What the task requires
Since only part of the material below is wanted, output exactly the lines from the one with "pub struct ClientConfig" up to and including the one with "new client configuration".

Input data

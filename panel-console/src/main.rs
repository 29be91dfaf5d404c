//! Interactive admin panel for the employee productivity backend
//!
//! Run: cargo run -p panel-console

mod config;
mod logger;
mod view;

use std::fs;

use panel_client::{ClientConfig, ClientError, PanelClient};
use shared::client::ExportFormat;
use shared::models::{EmployeeCreate, EmployeeRecord, EmployeeUpdate};

use config::Config;
use view::{confirm, get_input, get_input_with_default, prompt_optional_f64, render_table};

/// Outcome of a view loop
enum Flow {
    /// Session ended (logout or 401), return to the login view
    SessionEnded,
    /// User asked to exit the program
    Quit,
}

#[tokio::main]
async fn main() -> anyhow::Result<()> {
    // 1. Environment (dotenv, logging)
    dotenvy::dotenv().ok();
    let config = Config::from_env();
    logger::init_logger(&config.log_level, config.log_json)?;

    print_banner();
    tracing::info!(api_url = %config.api_url, "Admin panel starting");

    // 2. Build the client
    let mut client = ClientConfig::new(&config.api_url)
        .with_timeout(config.request_timeout_secs)
        .with_session_path(config.session_path())
        .build_client();

    // 3. Backend reachability probe
    match client.health().await {
        Ok(()) => println!("✅ Backend reachable at {}", config.api_url),
        Err(e) => println!("⚠️  Backend not reachable: {}", e.user_message()),
    }

    // 4. Auto-resume a persisted session; the first list call verifies it
    if client.resume() {
        println!("🔑 Resuming stored session...");
    }

    loop {
        if !client.is_authenticated() && !login_view(&mut client).await {
            break;
        }

        match panel_view(&mut client, &config).await? {
            Flow::SessionEnded => continue,
            Flow::Quit => break,
        }
    }

    println!("\n👋 Goodbye!");
    Ok(())
}

fn print_banner() {
    println!("\n📋 Employee Productivity Admin Panel");
    println!("=====================================\n");
}

/// Login view: prompt for credentials until a session is established.
///
/// Returns `false` if the user chose to quit instead.
async fn login_view(client: &mut PanelClient) -> bool {
    loop {
        println!("\n🔑 Login (blank username to quit)");
        let username = get_input("Username: ");
        if username.is_empty() {
            return false;
        }
        let password = get_input("Password: ");

        match client.login(&username, &password).await {
            Ok(_) => {
                println!("✅ Login successful");
                return true;
            }
            Err(e) => {
                tracing::warn!(username = %username, error = %e, "Login failed");
                println!("❌ {}", e.user_message());
            }
        }
    }
}

/// Data view: render the table and dispatch menu actions until the session
/// ends or the user quits.
async fn panel_view(client: &mut PanelClient, config: &Config) -> anyhow::Result<Flow> {
    // One request in flight at a time: every action is awaited before the
    // table is redrawn, so a stale response can never overwrite newer state.
    let mut employees = match client.list_employees().await {
        Ok(list) => list,
        Err(e) => {
            println!("❌ {}", e.user_message());
            if e.is_auth_failure() {
                return Ok(Flow::SessionEnded);
            }
            Vec::new()
        }
    };

    loop {
        println!("\n{}", render_table(&employees));
        print_menu();

        let choice = get_input("Enter choice (0-7): ");
        let refresh = match choice.as_str() {
            "0" => return Ok(Flow::Quit),
            "1" => true,
            "2" => run_action(add_employee(client)).await,
            "3" => run_action(update_employee(client, &employees)).await,
            "4" => run_action(delete_employee(client)).await,
            "5" => run_action(export_report(client, config, ExportFormat::Csv)).await,
            "6" => run_action(export_report(client, config, ExportFormat::Pdf)).await,
            "7" => {
                client.logout().await;
                println!("✅ Logged out");
                return Ok(Flow::SessionEnded);
            }
            _ => {
                println!("❌ Invalid choice");
                false
            }
        };

        if refresh {
            match client.list_employees().await {
                Ok(list) => employees = list,
                Err(e) => {
                    println!("❌ {}", e.user_message());
                    if e.is_auth_failure() {
                        return Ok(Flow::SessionEnded);
                    }
                    // Keep the previously rendered state on other failures
                }
            }
        } else if !client.is_authenticated() {
            // The action hit a 401 and the client dropped the session
            return Ok(Flow::SessionEnded);
        }
    }
}

fn print_menu() {
    println!("Available Actions:");
    println!("1. Refresh list");
    println!("2. Add employee");
    println!("3. Update employee");
    println!("4. Delete employee");
    println!("5. Export report (CSV)");
    println!("6. Export report (PDF)");
    println!("7. Logout");
    println!("0. Exit");
}

/// Run an action, report its message, and say whether the list should be
/// refreshed. Failures leave the rendered state intact.
async fn run_action(
    action: impl std::future::Future<Output = Result<Option<String>, ClientError>>,
) -> bool {
    match action.await {
        Ok(message) => {
            if let Some(message) = message {
                println!("✅ {}", message);
            }
            true
        }
        Err(e) => {
            println!("❌ {}", e.user_message());
            false
        }
    }
}

async fn add_employee(client: &mut PanelClient) -> Result<Option<String>, ClientError> {
    println!("\n➕ Add employee");
    let name = get_input("Name: ");
    let role = get_input("Role: ");
    let productivity = prompt_optional_f64("Productivity 0-100 (blank for 0): ").unwrap_or(0.0);
    let feedback = get_input("Feedback (optional): ");
    let rating = prompt_optional_f64("Rating 0-5 (optional): ");

    let payload = EmployeeCreate {
        name,
        role,
        productivity,
        feedback: (!feedback.is_empty()).then_some(feedback),
        rating,
    };
    let status = client.add_employee(&payload).await?;
    Ok(Some(status.message))
}

async fn update_employee(
    client: &mut PanelClient,
    employees: &[EmployeeRecord],
) -> Result<Option<String>, ClientError> {
    println!("\n✏️  Update employee");
    let Some(id) = prompt_optional_f64("Employee ID: ").map(|v| v as i64) else {
        return Ok(None);
    };

    // Prefill from the currently rendered record where we have it
    let current = employees.iter().find(|e| e.id == id);
    let name = get_input_with_default("Name", current.map(|e| e.name.as_str()).unwrap_or(""));
    let role = get_input_with_default("Role", current.map(|e| e.role.as_str()).unwrap_or(""));
    let feedback = get_input_with_default(
        "Feedback",
        current.and_then(|e| e.feedback.as_deref()).unwrap_or(""),
    );
    let rating = prompt_optional_f64("Rating 0-5 (blank to clear): ");

    let payload = EmployeeUpdate {
        name,
        role,
        feedback: (!feedback.is_empty()).then_some(feedback),
        rating,
    };
    let status = client.update_employee(id, &payload).await?;
    Ok(Some(status.message))
}

async fn delete_employee(client: &mut PanelClient) -> Result<Option<String>, ClientError> {
    println!("\n🗑  Delete employee");
    let Some(id) = prompt_optional_f64("Employee ID: ").map(|v| v as i64) else {
        return Ok(None);
    };
    if !confirm(&format!("Are you sure you want to delete employee {}?", id)) {
        return Ok(None);
    }
    let status = client.delete_employee(id).await?;
    Ok(Some(status.message))
}

async fn export_report(
    client: &mut PanelClient,
    config: &Config,
    format: ExportFormat,
) -> Result<Option<String>, ClientError> {
    let bytes = client.export_report(format).await?;

    let reports_dir = config.reports_dir();
    fs::create_dir_all(&reports_dir)?;
    let file_name = format!(
        "report-{}.{}",
        chrono::Local::now().format("%Y%m%d-%H%M%S"),
        format.extension()
    );
    let path = reports_dir.join(file_name);
    fs::write(&path, &bytes)?;

    tracing::info!(path = %path.display(), size = bytes.len(), "Report exported");
    Ok(Some(format!("Report saved to {}", path.display())))
}
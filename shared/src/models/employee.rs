//! Employee Model

use serde::{Deserialize, Serialize};
use validator::Validate;

/// Employee record as returned by the server.
///
/// `id` is assigned by the server and never mutated client-side.
#[derive(Debug, Clone, Serialize, Deserialize)]
pub struct EmployeeRecord {
    pub id: i64,
    pub name: String,
    pub role: String,
    /// Productivity score, 0-100
    pub productivity: f64,
    /// Rating, 0-5 (optional)
    #[serde(default)]
    pub rating: Option<f64>,
    /// Free-text feedback (optional)
    #[serde(default)]
    pub feedback: Option<String>,
    /// Server-side timestamp of the last mutation
    #[serde(default, alias = "updated_at")]
    pub last_updated: Option<String>,
}

/// Create employee payload
#[derive(Debug, Clone, Serialize, Deserialize, Validate)]
pub struct EmployeeCreate {
    #[validate(length(min = 1, message = "name must not be empty"))]
    pub name: String,
    #[validate(length(min = 1, message = "role must not be empty"))]
    pub role: String,
    #[validate(range(min = 0.0, max = 100.0, message = "productivity must be in [0,100]"))]
    pub productivity: f64,
    #[serde(skip_serializing_if = "Option::is_none")]
    pub feedback: Option<String>,
    #[validate(range(min = 0.0, max = 5.0, message = "rating must be in [0,5]"))]
    #[serde(skip_serializing_if = "Option::is_none")]
    pub rating: Option<f64>,
}

/// Update employee payload (full replace of the mutable fields)
#[derive(Debug, Clone, Serialize, Deserialize, Validate)]
pub struct EmployeeUpdate {
    #[validate(length(min = 1, message = "name must not be empty"))]
    pub name: String,
    #[validate(length(min = 1, message = "role must not be empty"))]
    pub role: String,
    pub feedback: Option<String>,
    #[validate(range(min = 0.0, max = 5.0, message = "rating must be in [0,5]"))]
    pub rating: Option<f64>,
}
//! Client configuration

use std::path::PathBuf;

/// Client configuration for connecting to the panel backend
#[derive(Debug, Clone)]
pub struct ClientConfig {
    /// Server base URL (e.g., "http://localhost:5000")
    pub base_url: String,

    /// Bearer token for authentication (pre-seeded session)
    pub token: Option<String>,

    /// Request timeout in seconds
    pub timeout: u64,

    /// Path of the durable session-token file, if sessions should persist
    pub session_path: Option<PathBuf>,
}

impl ClientConfig {
    /// Create a new client configuration
    pub fn new(base_url: impl Into<String>) -> Self {
        Self {
            base_url: base_url.into(),
            token: None,
            timeout: 30,
            session_path: None,
        }
    }

    /// Set the bearer token
    pub fn with_token(mut self, token: impl Into<String>) -> Self {
        self.token = Some(token.into());
        self
    }

    /// Set the request timeout
    pub fn with_timeout(mut self, seconds: u64) -> Self {
        self.timeout = seconds;
        self
    }

    /// Persist the session token at the given path
    pub fn with_session_path(mut self, path: impl Into<PathBuf>) -> Self {
        self.session_path = Some(path.into());
        self
    }

    /// Create a client from this configuration
    pub fn build_client(&self) -> super::PanelClient {
        super::PanelClient::new(self)
    }
}

impl Default for ClientConfig {
    fn default() -> Self {
        Self::new("http://localhost:5000")
    }
}
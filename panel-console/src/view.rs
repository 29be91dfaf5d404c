//! Terminal rendering and input helpers
//!
//! The employee table is rendered as fixed-width text from the typed
//! records, replacing the HTML string concatenation of the original panel.

use std::io::{self, Write};

use shared::models::EmployeeRecord;

const NAME_WIDTH: usize = 18;
const ROLE_WIDTH: usize = 14;
const FEEDBACK_WIDTH: usize = 28;

/// Render the employee table
pub fn render_table(employees: &[EmployeeRecord]) -> String {
    let mut out = String::new();
    out.push_str(&format!(
        "{:>5}  {:<18}  {:<14}  {:>6}  {:>6}  {:<28}  {}\n",
        "ID", "NAME", "ROLE", "PROD%", "RATING", "FEEDBACK", "UPDATED"
    ));
    out.push_str(&format!("{}\n", "-".repeat(100)));

    for e in employees {
        let rating = e
            .rating
            .map(|r| format!("{:.1}", r))
            .unwrap_or_else(|| "-".to_string());
        out.push_str(&format!(
            "{:>5}  {:<18}  {:<14}  {:>6.1}  {:>6}  {:<28}  {}\n",
            e.id,
            truncate(&e.name, NAME_WIDTH),
            truncate(&e.role, ROLE_WIDTH),
            e.productivity,
            rating,
            truncate(e.feedback.as_deref().unwrap_or("-"), FEEDBACK_WIDTH),
            e.last_updated.as_deref().unwrap_or("-"),
        ));
    }

    if employees.is_empty() {
        out.push_str("(no employees)\n");
    }
    out
}

/// Truncate a value to a column width, marking the cut with an ellipsis
fn truncate(value: &str, width: usize) -> String {
    if value.chars().count() <= width {
        value.to_string()
    } else {
        let cut: String = value.chars().take(width.saturating_sub(1)).collect();
        format!("{}…", cut)
    }
}

pub fn get_input(prompt: &str) -> String {
    print!("{}", prompt);
    let _ = io::stdout().flush();
    let mut input = String::new();
    let _ = io::stdin().read_line(&mut input);
    input.trim().to_string()
}

pub fn get_input_with_default(prompt: &str, default: &str) -> String {
    print!("{} [{}]: ", prompt, default);
    let _ = io::stdout().flush();
    let mut input = String::new();
    let _ = io::stdin().read_line(&mut input);
    let input = input.trim();
    if input.is_empty() {
        default.to_string()
    } else {
        input.to_string()
    }
}

/// Ask for explicit confirmation (y/yes)
pub fn confirm(prompt: &str) -> bool {
    let answer = get_input(&format!("{} (y/N): ", prompt));
    matches!(answer.to_lowercase().as_str(), "y" | "yes")
}

/// Prompt for an optional float, re-asking until the input parses
pub fn prompt_optional_f64(prompt: &str) -> Option<f64> {
    loop {
        let input = get_input(prompt);
        if input.is_empty() {
            return None;
        }
        match input.parse::<f64>() {
            Ok(v) => return Some(v),
            Err(_) => println!("❌ Not a number, try again (or leave blank)"),
        }
    }
}

#[cfg(test)]
mod tests {
    use super::*;

    fn sample_record() -> EmployeeRecord {
        EmployeeRecord {
            id: 1,
            name: "Bob".to_string(),
            role: "Eng".to_string(),
            productivity: 80.0,
            rating: Some(4.0),
            feedback: Some("good".to_string()),
            last_updated: Some("2025-01-01 10:00:00".to_string()),
        }
    }

    #[test]
    fn table_contains_record_fields() {
        let table = render_table(&[sample_record()]);
        assert!(table.contains("Bob"));
        assert!(table.contains("Eng"));
        assert!(table.contains("80.0"));
        assert!(table.contains("4.0"));
        assert!(table.contains("2025-01-01 10:00:00"));
    }

    #[test]
    fn table_renders_placeholder_for_missing_optionals() {
        let record = EmployeeRecord {
            rating: None,
            feedback: None,
            last_updated: None,
            ..sample_record()
        };
        let table = render_table(&[record]);
        // One dash per missing column
        assert!(table.matches(" -").count() >= 2);
    }

    #[test]
    fn empty_table_is_marked() {
        let table = render_table(&[]);
        assert!(table.contains("(no employees)"));
    }

    #[test]
    fn long_values_are_truncated() {
        let record = EmployeeRecord {
            name: "An Unreasonably Long Employee Name".to_string(),
            ..sample_record()
        };
        let table = render_table(&[record]);
        assert!(table.contains('…'));
        assert!(!table.contains("An Unreasonably Long Employee Name"));
    }
}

Result of the exercise
pub struct ClientConfig {
    /// Server base URL (e.g., "http://localhost:5000")
    pub base_url: String,

    /// Bearer token for authentication (pre-seeded session)
    pub token: Option<String>,

    /// Request timeout in seconds
    pub timeout: u64,

    /// Path of the durable session-token file, if sessions should persist
    pub session_path: Option<PathBuf>,
}

impl ClientConfig {
    /// Create a new client configuration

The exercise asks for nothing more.